━━━━━ RAW DATA

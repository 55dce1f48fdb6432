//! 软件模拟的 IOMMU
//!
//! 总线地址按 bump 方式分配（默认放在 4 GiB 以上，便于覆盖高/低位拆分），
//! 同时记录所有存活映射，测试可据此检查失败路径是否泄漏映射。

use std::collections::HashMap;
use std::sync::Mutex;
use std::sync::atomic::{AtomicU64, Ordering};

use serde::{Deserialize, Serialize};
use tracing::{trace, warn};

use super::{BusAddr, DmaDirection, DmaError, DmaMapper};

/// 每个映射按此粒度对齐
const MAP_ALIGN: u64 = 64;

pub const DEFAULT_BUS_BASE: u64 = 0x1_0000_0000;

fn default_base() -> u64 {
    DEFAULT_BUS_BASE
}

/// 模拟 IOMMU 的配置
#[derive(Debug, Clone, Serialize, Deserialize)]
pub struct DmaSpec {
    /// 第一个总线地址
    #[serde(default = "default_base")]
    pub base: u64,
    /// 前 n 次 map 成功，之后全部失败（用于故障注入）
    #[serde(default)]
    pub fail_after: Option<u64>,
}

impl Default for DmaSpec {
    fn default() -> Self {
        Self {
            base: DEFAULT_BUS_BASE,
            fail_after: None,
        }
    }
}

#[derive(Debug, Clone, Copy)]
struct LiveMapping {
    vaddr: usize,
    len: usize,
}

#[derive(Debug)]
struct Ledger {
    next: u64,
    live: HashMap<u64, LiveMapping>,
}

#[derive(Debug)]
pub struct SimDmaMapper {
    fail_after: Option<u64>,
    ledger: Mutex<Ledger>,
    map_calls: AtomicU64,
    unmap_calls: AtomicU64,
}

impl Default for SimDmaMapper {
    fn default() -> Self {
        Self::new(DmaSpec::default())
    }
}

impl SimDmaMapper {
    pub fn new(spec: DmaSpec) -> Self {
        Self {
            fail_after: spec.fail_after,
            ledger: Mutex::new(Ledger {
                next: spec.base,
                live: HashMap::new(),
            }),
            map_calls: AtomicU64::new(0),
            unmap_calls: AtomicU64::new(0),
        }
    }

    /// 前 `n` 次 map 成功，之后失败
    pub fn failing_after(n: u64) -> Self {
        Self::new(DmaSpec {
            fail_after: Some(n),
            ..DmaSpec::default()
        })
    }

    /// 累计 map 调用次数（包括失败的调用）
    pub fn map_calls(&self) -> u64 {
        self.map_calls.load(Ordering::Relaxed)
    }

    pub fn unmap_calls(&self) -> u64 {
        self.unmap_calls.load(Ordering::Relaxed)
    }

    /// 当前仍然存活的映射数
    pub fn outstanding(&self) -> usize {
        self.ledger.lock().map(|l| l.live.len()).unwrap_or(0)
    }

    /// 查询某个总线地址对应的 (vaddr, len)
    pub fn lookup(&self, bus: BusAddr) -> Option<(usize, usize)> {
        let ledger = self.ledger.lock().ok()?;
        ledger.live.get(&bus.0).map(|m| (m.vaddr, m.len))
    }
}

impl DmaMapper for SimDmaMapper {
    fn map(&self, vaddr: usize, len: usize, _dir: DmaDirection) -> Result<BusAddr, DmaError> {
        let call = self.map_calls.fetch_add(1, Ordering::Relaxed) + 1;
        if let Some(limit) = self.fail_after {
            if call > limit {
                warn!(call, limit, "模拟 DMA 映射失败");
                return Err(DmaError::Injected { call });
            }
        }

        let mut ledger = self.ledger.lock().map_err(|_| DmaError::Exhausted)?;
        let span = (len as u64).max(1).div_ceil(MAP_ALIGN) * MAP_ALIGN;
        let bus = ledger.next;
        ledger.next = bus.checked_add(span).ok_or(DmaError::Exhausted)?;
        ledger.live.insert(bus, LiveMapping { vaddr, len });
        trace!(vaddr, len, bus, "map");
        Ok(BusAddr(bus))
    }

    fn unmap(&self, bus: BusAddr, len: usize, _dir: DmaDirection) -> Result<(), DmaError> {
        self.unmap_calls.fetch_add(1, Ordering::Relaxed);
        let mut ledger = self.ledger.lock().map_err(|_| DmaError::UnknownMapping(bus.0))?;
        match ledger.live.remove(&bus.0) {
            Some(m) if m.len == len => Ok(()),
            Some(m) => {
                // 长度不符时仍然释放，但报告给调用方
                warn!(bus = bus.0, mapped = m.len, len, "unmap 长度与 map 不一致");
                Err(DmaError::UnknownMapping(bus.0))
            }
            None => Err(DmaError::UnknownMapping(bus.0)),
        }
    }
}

━━━━━━━━━━
━━━━━ RAW DATA

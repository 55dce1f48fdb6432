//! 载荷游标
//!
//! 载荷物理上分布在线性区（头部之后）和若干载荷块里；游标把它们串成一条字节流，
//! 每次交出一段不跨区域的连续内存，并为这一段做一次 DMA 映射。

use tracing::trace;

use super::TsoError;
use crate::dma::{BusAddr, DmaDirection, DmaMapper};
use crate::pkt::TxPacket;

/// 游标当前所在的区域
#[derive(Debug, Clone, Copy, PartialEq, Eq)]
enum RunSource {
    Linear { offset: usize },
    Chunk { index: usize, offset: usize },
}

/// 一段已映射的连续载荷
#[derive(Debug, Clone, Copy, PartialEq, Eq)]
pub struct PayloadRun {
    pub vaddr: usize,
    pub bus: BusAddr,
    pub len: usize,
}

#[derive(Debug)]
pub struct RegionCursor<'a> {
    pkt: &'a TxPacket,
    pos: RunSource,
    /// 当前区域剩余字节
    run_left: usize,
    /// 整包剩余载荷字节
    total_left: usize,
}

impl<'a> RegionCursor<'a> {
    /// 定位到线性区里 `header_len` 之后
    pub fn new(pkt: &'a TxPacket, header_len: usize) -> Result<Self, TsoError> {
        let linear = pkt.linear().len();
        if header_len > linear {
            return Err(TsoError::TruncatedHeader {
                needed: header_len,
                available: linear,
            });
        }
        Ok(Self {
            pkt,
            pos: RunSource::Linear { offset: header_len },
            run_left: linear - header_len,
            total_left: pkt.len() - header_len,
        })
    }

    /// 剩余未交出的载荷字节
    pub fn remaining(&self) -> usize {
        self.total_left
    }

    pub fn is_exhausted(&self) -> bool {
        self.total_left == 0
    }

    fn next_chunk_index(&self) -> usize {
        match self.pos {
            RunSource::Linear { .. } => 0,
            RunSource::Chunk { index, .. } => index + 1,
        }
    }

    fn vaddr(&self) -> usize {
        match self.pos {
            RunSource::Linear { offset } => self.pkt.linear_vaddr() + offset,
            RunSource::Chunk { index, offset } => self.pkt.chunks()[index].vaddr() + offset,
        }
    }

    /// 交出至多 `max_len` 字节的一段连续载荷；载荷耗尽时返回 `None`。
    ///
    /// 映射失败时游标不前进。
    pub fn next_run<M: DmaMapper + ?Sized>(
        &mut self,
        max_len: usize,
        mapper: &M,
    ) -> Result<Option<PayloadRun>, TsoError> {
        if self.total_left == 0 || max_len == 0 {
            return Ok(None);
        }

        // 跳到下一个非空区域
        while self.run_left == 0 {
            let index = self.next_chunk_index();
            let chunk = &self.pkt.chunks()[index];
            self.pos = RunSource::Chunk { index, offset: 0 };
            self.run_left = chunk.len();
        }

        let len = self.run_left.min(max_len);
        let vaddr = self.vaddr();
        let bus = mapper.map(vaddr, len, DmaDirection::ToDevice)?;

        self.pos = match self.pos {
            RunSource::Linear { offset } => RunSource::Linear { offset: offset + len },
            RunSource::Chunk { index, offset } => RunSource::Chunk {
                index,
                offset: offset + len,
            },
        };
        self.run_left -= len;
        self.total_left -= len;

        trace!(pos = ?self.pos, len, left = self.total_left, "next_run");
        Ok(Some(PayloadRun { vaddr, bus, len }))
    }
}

━━━━━━━━━━

### ACTIVITY
Only the lines with "Result" are needed; find them in the records and copy each one.

### EXERCISE OUTPUT
    fn map(&self, vaddr: usize, len: usize, _dir: DmaDirection) -> Result<BusAddr, DmaError> {
    fn unmap(&self, bus: BusAddr, len: usize, _dir: DmaDirection) -> Result<(), DmaError> {
    pub fn new(pkt: &'a TxPacket, header_len: usize) -> Result<Self, TsoError> {
    ) -> Result<Option<PayloadRun>, TsoError> {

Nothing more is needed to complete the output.